=== Begin Enclosure ===

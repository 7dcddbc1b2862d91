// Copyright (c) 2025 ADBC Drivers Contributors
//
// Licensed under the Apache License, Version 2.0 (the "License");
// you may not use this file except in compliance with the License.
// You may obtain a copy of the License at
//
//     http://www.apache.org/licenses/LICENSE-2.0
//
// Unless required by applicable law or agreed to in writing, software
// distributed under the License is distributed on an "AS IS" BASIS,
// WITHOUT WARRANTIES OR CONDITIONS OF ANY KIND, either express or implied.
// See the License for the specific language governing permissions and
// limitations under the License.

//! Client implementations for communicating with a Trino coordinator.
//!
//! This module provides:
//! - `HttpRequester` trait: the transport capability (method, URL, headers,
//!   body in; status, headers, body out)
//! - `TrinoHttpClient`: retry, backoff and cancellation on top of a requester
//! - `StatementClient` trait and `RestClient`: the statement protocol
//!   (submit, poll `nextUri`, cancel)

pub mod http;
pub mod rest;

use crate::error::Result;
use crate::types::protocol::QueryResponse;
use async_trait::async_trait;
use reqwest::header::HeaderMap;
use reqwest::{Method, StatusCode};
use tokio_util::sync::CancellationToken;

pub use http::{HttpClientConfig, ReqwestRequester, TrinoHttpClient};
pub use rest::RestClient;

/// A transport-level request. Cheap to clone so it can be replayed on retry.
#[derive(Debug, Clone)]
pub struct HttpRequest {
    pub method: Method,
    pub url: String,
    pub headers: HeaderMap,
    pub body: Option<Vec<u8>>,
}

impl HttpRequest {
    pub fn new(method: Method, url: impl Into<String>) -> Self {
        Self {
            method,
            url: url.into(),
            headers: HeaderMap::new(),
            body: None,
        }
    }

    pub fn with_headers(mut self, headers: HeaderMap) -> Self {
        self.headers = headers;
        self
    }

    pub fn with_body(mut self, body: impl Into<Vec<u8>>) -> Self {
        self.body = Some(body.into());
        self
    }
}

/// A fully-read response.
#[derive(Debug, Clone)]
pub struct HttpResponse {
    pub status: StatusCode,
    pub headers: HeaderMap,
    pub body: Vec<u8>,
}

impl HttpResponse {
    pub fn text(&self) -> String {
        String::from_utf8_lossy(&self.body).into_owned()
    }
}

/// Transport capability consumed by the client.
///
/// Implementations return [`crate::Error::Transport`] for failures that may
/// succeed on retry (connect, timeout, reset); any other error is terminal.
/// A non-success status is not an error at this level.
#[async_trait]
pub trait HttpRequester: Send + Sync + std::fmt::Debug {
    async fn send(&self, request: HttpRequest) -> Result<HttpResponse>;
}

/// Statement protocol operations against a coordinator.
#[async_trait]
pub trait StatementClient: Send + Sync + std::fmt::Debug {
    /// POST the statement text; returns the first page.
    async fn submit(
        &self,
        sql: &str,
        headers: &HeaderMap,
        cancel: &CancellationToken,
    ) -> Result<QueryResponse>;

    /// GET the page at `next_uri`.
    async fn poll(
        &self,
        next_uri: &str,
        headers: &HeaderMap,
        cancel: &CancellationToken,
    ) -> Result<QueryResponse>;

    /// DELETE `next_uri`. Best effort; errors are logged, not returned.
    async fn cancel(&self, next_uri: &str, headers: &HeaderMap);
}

=== End Enclosure ===

### Directions for this task
How many lines of the listing above hold "retry"? Answer with the number alone.

### Task solution
3